Der so genannte Palazzo di Teoderico ist das einzige erhaltene architektonische Zeugnis des 8. Jahrhunderts n. Chr. in Ravenna und beherbergt im ersten Stock eine Auswahl von Fußbodenmosaiken, die zu dem gehören, was die bemerkenswerteste Entdeckung des frühen 20.
DER PALAST
Vom antiken Palastviertel der Kaiserstadt ist der Teil des Gebäudes, der als Narthex und Fassade der Kirche San Salvatore in Calchis (8. Jh. n. Chr.) identifiziert wurde, heute noch sichtbar, von dem auch die Fundamente des Hauptkörpers erhalten sind. Dank der Restaurierungen des 20. Jahrhunderts durch Corrado Ricci, den ersten Superintendenten Italiens, ist die Struktur, insbesondere der Prospekt, der aus einer doppelten Wand besteht, heute wieder in ihrem ursprünglichen Aussehen lesbar: im Erdgeschoss mit dem Portal und den beiden Bogenpaaren und im Obergeschoss die imposante Nische mit dem zweibogigen Fenster, das von zwei symmetrischen Reihen von Blendbögen flankiert wird. Vor den Restaurierungsarbeiten wurde die Außenfassade der Via di Roma vollständig zugemauert und auf der rechten Seite das Porphyrbecken, der Sarkophag des Ostgotenkönigs, der sich im Inneren der oberen Zelle des Theodorischen Mausoleums befindet, eingemauert. Die Rückseite zeichnet sich durch symmetrische Treppenläufe aus, die den Narthex der Kirche mit dem Raum im ersten Stock verbinden: der eine wurde von Ricci komplett umgebaut, vom anderen sind nur noch die Fundamente und einige Mauerreste erhalten. Imposant und suggestiv ist der große Bogen, der dieses Zugangsbauwerk mit dem basilikalen Körper der Kirche verbindet.

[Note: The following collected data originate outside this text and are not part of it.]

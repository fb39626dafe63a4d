use std::time::{Duration, Instant};

use belay_domain::{AuthError, BelayError, LoggingConfig, Result};
use tracing::{info, warn};
use tracing_subscriber::EnvFilter;

/// Install the global `tracing` subscriber.
///
/// `BELAY_LOG` style directives come from [`LoggingConfig::filter`]; JSON
/// output is selected with [`LoggingConfig::json`].
///
/// # Errors
/// Returns `BelayError::Config` for an invalid filter or when a subscriber
/// is already installed.
pub fn init_tracing(config: &LoggingConfig) -> Result<()> {
    let filter = EnvFilter::try_new(&config.filter)
        .map_err(|e| BelayError::Config(format!("Invalid log filter '{}': {e}", config.filter)))?;

    let builder = tracing_subscriber::fmt().with_env_filter(filter).with_target(true);
    let installed = if config.json {
        builder.json().try_init()
    } else {
        builder.try_init()
    };

    installed.map_err(|e| BelayError::Config(format!("Failed to install tracing subscriber: {e}")))
}

/// Run `f` under a scoped subscriber so startup work such as config loading
/// is logged before [`init_tracing`] installs the configured one.
///
/// Filters with `BELAY_LOG` when it parses, `info` otherwise.
pub fn with_startup_tracing<T>(f: impl FnOnce() -> T) -> T {
    let filter = EnvFilter::try_from_env("BELAY_LOG")
        .unwrap_or_else(|_| EnvFilter::new(LoggingConfig::default().filter));
    let subscriber = tracing_subscriber::fmt().with_env_filter(filter).with_target(true).finish();
    tracing::subscriber::with_default(subscriber, f)
}

/// Log the outcome of a command execution with structured fields.
///
/// # Parameters
/// * `command` - Logical command identifier (e.g. `"session::login"`).
/// * `elapsed` - Duration the command execution took.
/// * `error` - Failure label from [`error_label`], `None` on success.
///
/// Callers must avoid forwarding tokens or other credentials in `command`.
#[inline]
pub fn log_command_execution(command: &str, elapsed: Duration, error: Option<&'static str>) {
    let duration_ms = elapsed.as_millis() as u64;

    match error {
        None => info!(command, duration_ms, "command_execution_success"),
        Some(error) => warn!(command, duration_ms, error, "command_execution_failure"),
    }
}

/// Log a finished command started at `start` and hand its result back.
pub fn log_command_result<T>(
    command: &str,
    start: Instant,
    result: std::result::Result<T, AuthError>,
) -> std::result::Result<T, AuthError> {
    log_command_execution(command, start.elapsed(), result.as_ref().err().map(error_label));
    result
}

/// Convert an `AuthError` into a stable label suitable for logging.
#[inline]
pub fn error_label(error: &AuthError) -> &'static str {
    match error {
        AuthError::AuthenticationRequired => "authentication_required",
        AuthError::AuthenticationExpired { .. } => "authentication_expired",
        AuthError::TransientFailure(_) => "transient",
        AuthError::RequestFailed { .. } => "request_failed",
        AuthError::LoginFailed(_) => "login_failed",
        AuthError::Cancelled => "cancelled",
        AuthError::Storage(_) => "storage",
        AuthError::InvalidRequest(_) => "invalid_request",
    }
}
//! Shared session context
//!
//! One [`SessionContext`] is created per app instance and handed by `Arc` to
//! the refresher, executor and controller. Observers read the published
//! [`SessionState`] through a `watch` channel and react to login/logout
//! through a `broadcast` stream.

use belay_domain::constants::SESSION_EVENT_CAPACITY;
use belay_domain::{
    CredentialEvent, CredentialPhase, LogoutReason, SessionEvent, SessionState, SessionStatus,
    UserProfile,
};
use parking_lot::Mutex;
use tokio::sync::{broadcast, watch};
use tracing::{debug, info};

pub struct SessionContext {
    state: watch::Sender<SessionState>,
    events: broadcast::Sender<SessionEvent>,
    phase: Mutex<CredentialPhase>,
}

impl SessionContext {
    pub fn new() -> Self {
        let (state, _) = watch::channel(SessionState::default());
        let (events, _) = broadcast::channel(SESSION_EVENT_CAPACITY);
        Self { state, events, phase: Mutex::new(CredentialPhase::NoSession) }
    }

    pub fn state(&self) -> SessionState {
        self.state.borrow().clone()
    }

    pub fn status(&self) -> SessionStatus {
        self.state.borrow().status
    }

    pub fn subscribe(&self) -> watch::Receiver<SessionState> {
        self.state.subscribe()
    }

    pub fn events(&self) -> broadcast::Receiver<SessionEvent> {
        self.events.subscribe()
    }

    pub fn phase(&self) -> CredentialPhase {
        *self.phase.lock()
    }

    /// Feed the credential state machine and return the resulting phase.
    pub fn record(&self, event: CredentialEvent) -> CredentialPhase {
        let mut phase = self.phase.lock();
        let next = phase.on(event);
        if next != *phase {
            debug!(from = ?*phase, to = ?next, ?event, "credential phase changed");
        }
        *phase = next;
        next
    }

    /// Publish an authenticated session.
    pub fn begin(&self, user: Option<UserProfile>, event: CredentialEvent) {
        self.record(event);
        self.state.send_replace(SessionState::authenticated(user));
    }

    /// Attach a freshly fetched profile to the current authenticated session.
    pub fn set_user(&self, user: UserProfile) {
        self.state.send_if_modified(|state| {
            if state.is_authenticated() && state.user.as_ref() != Some(&user) {
                state.user = Some(user);
                true
            } else {
                false
            }
        });
    }

    /// Resolve the startup state when no stored session exists.
    pub fn settle_unauthenticated(&self) {
        self.state.send_if_modified(|state| {
            if state.status == SessionStatus::Uninitialized {
                *state = SessionState::unauthenticated();
                true
            } else {
                false
            }
        });
    }

    /// Move to `Unauthenticated`.
    ///
    /// Returns `true` when a live session actually ended; `LoggedOut` is only
    /// broadcast in that case so repeated logouts are indistinguishable from
    /// one.
    pub fn end(&self, reason: LogoutReason) -> bool {
        self.record(CredentialEvent::LoggedOut);
        let mut was_authenticated = false;
        self.state.send_if_modified(|state| {
            was_authenticated = state.is_authenticated();
            if state.status == SessionStatus::Unauthenticated {
                return false;
            }
            *state = SessionState::unauthenticated();
            true
        });

        if was_authenticated {
            info!(reason = reason.as_str(), forced = reason.is_forced(), "session ended");
            self.emit(SessionEvent::LoggedOut { reason });
        }
        was_authenticated
    }

    pub fn emit(&self, event: SessionEvent) {
        // No subscribers is fine.
        let _ = self.events.send(event);
    }
}

impl Default for SessionContext {
    fn default() -> Self {
        Self::new()
    }
}

#[cfg(test)]
mod tests {
    use super::*;

    #[tokio::test]
    async fn end_broadcasts_once() {
        let context = SessionContext::new();
        let mut events = context.events();
        context.begin(None, CredentialEvent::LoginSucceeded);

        assert!(context.end(LogoutReason::UserRequested));
        assert!(!context.end(LogoutReason::UserRequested));

        assert_eq!(
            events.recv().await.unwrap(),
            SessionEvent::LoggedOut { reason: LogoutReason::UserRequested }
        );
        assert!(events.try_recv().is_err());
        assert_eq!(context.phase(), CredentialPhase::NoSession);
    }

    #[tokio::test]
    async fn watchers_see_profile_updates() {
        let context = SessionContext::new();
        let mut state = context.subscribe();
        context.begin(None, CredentialEvent::LoginSucceeded);
        let _ = state.borrow_and_update();

        context.set_user(UserProfile {
            id: "u-1".into(),
            nickname: "dyno".into(),
            email: None,
            profile_image_url: None,
            provider: None,
        });

        assert!(state.has_changed().unwrap());
        assert_eq!(state.borrow().user.as_ref().map(|u| u.nickname.as_str()), Some("dyno"));
    }

    #[test]
    fn set_user_is_ignored_without_session() {
        let context = SessionContext::new();
        context.settle_unauthenticated();
        context.set_user(UserProfile {
            id: "u-1".into(),
            nickname: "ghost".into(),
            email: None,
            profile_image_url: None,
            provider: None,
        });

        assert_eq!(context.state(), SessionState::unauthenticated());
    }
}
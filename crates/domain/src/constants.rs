//! Application constants
//!
//! Centralized location for all domain-level constants used throughout the
//! application.

// Token lifecycle
pub const DEFAULT_REFRESH_THRESHOLD_SECS: u64 = 300;
pub const AUTHORIZATION_HEADER: &str = "Authorization";
pub const BEARER_PREFIX: &str = "Bearer ";

// Persisted session record
pub const SESSION_STORAGE_KEY: &str = "belay.session";
pub const SESSION_RECORD_VERSION: u32 = 1;
pub const DEFAULT_SESSION_FILE: &str = "belay-session.json";
pub const DEFAULT_KEYCHAIN_SERVICE: &str = "Belay";

// Backend endpoints
pub const TOKEN_EXCHANGE_PATH: &str = "/api/v1/auth/token";
pub const TOKEN_REFRESH_PATH: &str = "/api/v1/auth/token/refresh";
pub const CURRENT_USER_PATH: &str = "/api/v1/users/me";
pub const POSTS_PATH: &str = "/api/v1/posts";
pub const REPLIES_PATH: &str = "/api/v1/replies";

// HTTP defaults
pub const DEFAULT_API_BASE_URL: &str = "http://localhost:8080";
pub const DEFAULT_HTTP_TIMEOUT_SECS: u64 = 30;
pub const DEFAULT_HTTP_MAX_ATTEMPTS: usize = 3;
pub const DEFAULT_USER_AGENT: &str = concat!("belay/", env!("CARGO_PKG_VERSION"));

// Session event fan-out
pub const SESSION_EVENT_CAPACITY: usize = 16;
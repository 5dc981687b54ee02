//! Error types
//!
//! `FieldError` is fatal and only produced while building or loading a field.
//! `CollisionFault` is a per-tick numerical fault that callers absorb.

use std::io;

/// Fatal errors raised while constructing or configuring a field
#[derive(Debug, thiserror::Error)]
pub enum FieldError {
    #[error("No asteroid models available (asteroid_kinds is 0)")]
    NoAsteroidKinds,
    #[error("Invalid settings: {0}")]
    InvalidSettings(String),
    #[error("Invalid level: {0}")]
    InvalidLevel(String),
    #[error("IO error: {0}")]
    Io(#[from] io::Error),
    #[error("Parse error: {0}")]
    Parse(#[from] serde_json::Error),
    #[error("Failed to spawn simulation worker: {0}")]
    WorkerSpawn(io::Error),
}

/// Non-fatal numerical fault inside collision or player-contact code.
///
/// The tick that hit it treats the affected step as "no effect" and moves on.
#[derive(Debug, Clone, Copy, PartialEq, thiserror::Error)]
pub enum CollisionFault {
    #[error("Bodies share the same center")]
    CoincidentCenters,
    #[error("Camera basis is degenerate")]
    DegenerateCamera,
    #[error("Non-finite value in {0}")]
    NonFinite(&'static str),
}

#[cfg(test)]
mod tests {
    use super::*;

    #[test]
    fn test_error_messages() {
        assert_eq!(
            FieldError::InvalidSettings("sector_count must be odd".into()).to_string(),
            "Invalid settings: sector_count must be odd"
        );
        assert_eq!(
            CollisionFault::NonFinite("velocity").to_string(),
            "Non-finite value in velocity"
        );
    }

    #[test]
    fn test_parse_error_converts() {
        let err: FieldError = serde_json::from_str::<u32>("nope").unwrap_err().into();
        assert!(matches!(err, FieldError::Parse(_)));
    }
}
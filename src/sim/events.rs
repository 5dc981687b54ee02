//! Presentation side effects emitted by the simulation
//!
//! The core never plays sounds or drives hardware itself. It pushes events
//! and the presentation layer consumes them.

use serde::Serialize;

use super::level::ItemKind;

#[derive(Debug, Clone, Copy, PartialEq, Serialize)]
pub enum FieldEvent {
    /// An asteroid struck the ship
    SideHit,
    /// Screen-space angle of the last hit, for the damage indicator overlay
    HitDirection { angle: f32 },
    /// Controller rumble strength per motor
    Rumble { left: f32, right: f32 },
    /// Near-miss whoosh cue
    Whoosh { volume: f32, pan: f32 },
    /// Camera shake request
    CameraWobble { factor: f32 },
    ItemCollected { kind: ItemKind },
}

/// Ordered event buffer for one tick
#[derive(Debug, Clone, Default)]
pub struct EventQueue {
    events: Vec<FieldEvent>,
}

impl EventQueue {
    pub fn new() -> Self {
        Self::default()
    }

    #[inline]
    pub fn push(&mut self, event: FieldEvent) {
        self.events.push(event);
    }

    pub fn is_empty(&self) -> bool {
        self.events.is_empty()
    }

    pub fn len(&self) -> usize {
        self.events.len()
    }

    pub fn iter(&self) -> impl Iterator<Item = &FieldEvent> {
        self.events.iter()
    }

    /// Take all queued events, leaving the queue empty
    pub fn drain(&mut self) -> Vec<FieldEvent> {
        std::mem::take(&mut self.events)
    }
}

#[cfg(test)]
mod tests {
    use super::*;

    #[test]
    fn test_drain_preserves_order() {
        let mut queue = EventQueue::new();
        queue.push(FieldEvent::SideHit);
        queue.push(FieldEvent::Rumble { left: 0.1, right: 0.2 });
        assert_eq!(queue.len(), 2);

        let events = queue.drain();
        assert!(queue.is_empty());
        assert_eq!(events[0], FieldEvent::SideHit);
        assert!(matches!(events[1], FieldEvent::Rumble { .. }));
    }
}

DIE SAMMLUNG VON BODENMOSAIKEN
Im ersten Stock des Gebäudes, verdeckt durch das von der Via di Roma aus sichtbare, zweibogige Fenster, ist ein Drittel der bei den Ausgrabungen von 1908-14 geborgenen Bodenmosaiken freigelegt. Dies ist ein wirklich außergewöhnlicher Komplex, der sechs Jahrhunderte Geschichte umfasst.
Sie können sehen, Fragmente des Fußbodens in opus sectile aus polychromem Marmor (I-II Jh. n. Chr.) aus den Räumen der Darstellung des Palatiums (Apsidensaal und triconco), Fragmente des Mosaikfußbodens figurativ (V Jh. n. Chr.).), die aus den Korridoren stammen, die das Peristyl umgaben und vor allem Szenen von Zirkusspielen darstellten, Bodenfragmente (6. Jh. und theoderizische Epoche), die mit geometrischen, phytomorphen oder floralen Motiven verziert waren und die, nachdem sie auch nach der Aufgabe des Palastes und der Auflösung des Exarchats länger in Gebrauch geblieben waren, den späteren Verfall der ausführenden Qualität der Mosaikarbeiter von Ravenna im 7.